▸ Problem requirements
Scan the data for "leptos" and copy the lines it appears in.

▸ Data extract
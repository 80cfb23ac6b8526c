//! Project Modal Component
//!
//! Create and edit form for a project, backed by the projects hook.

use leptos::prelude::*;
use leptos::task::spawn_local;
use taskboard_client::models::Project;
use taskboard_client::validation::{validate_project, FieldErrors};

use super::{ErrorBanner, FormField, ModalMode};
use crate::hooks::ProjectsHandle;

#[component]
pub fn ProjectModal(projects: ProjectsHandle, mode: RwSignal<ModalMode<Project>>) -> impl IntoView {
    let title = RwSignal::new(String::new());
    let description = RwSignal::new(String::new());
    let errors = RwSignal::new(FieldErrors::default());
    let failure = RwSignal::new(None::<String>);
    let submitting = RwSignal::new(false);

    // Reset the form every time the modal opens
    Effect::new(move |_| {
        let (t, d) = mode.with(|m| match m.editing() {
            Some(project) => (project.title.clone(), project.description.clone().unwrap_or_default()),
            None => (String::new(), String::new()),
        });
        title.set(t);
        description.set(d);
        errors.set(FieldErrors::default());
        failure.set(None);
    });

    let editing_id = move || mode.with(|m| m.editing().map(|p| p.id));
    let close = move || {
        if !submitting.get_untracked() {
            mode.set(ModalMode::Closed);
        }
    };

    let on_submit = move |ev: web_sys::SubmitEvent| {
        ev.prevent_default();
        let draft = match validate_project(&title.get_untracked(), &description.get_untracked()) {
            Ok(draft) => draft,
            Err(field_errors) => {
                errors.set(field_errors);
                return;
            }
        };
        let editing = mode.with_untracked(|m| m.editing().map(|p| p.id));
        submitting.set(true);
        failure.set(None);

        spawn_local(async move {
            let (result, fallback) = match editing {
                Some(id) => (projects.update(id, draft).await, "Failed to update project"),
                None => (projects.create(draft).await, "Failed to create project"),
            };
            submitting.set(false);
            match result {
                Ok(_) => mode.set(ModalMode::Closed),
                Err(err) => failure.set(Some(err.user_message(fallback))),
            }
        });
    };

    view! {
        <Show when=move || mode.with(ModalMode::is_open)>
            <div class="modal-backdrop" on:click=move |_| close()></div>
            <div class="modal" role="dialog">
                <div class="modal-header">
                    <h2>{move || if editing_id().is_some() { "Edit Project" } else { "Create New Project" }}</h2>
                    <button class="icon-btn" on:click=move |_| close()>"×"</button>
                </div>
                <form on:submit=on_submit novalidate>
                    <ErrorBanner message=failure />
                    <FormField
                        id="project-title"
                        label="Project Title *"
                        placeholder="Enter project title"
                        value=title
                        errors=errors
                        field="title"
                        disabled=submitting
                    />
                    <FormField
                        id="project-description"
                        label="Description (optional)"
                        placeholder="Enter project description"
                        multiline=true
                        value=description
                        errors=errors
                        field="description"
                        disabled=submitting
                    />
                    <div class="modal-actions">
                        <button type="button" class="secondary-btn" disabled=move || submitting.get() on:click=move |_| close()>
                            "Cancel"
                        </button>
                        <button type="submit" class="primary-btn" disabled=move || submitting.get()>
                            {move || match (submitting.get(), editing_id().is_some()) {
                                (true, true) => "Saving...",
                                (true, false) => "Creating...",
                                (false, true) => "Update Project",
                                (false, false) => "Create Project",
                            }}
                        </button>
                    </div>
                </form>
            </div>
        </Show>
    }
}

▸ Written answer
use leptos::prelude::*;
use leptos::task::spawn_local;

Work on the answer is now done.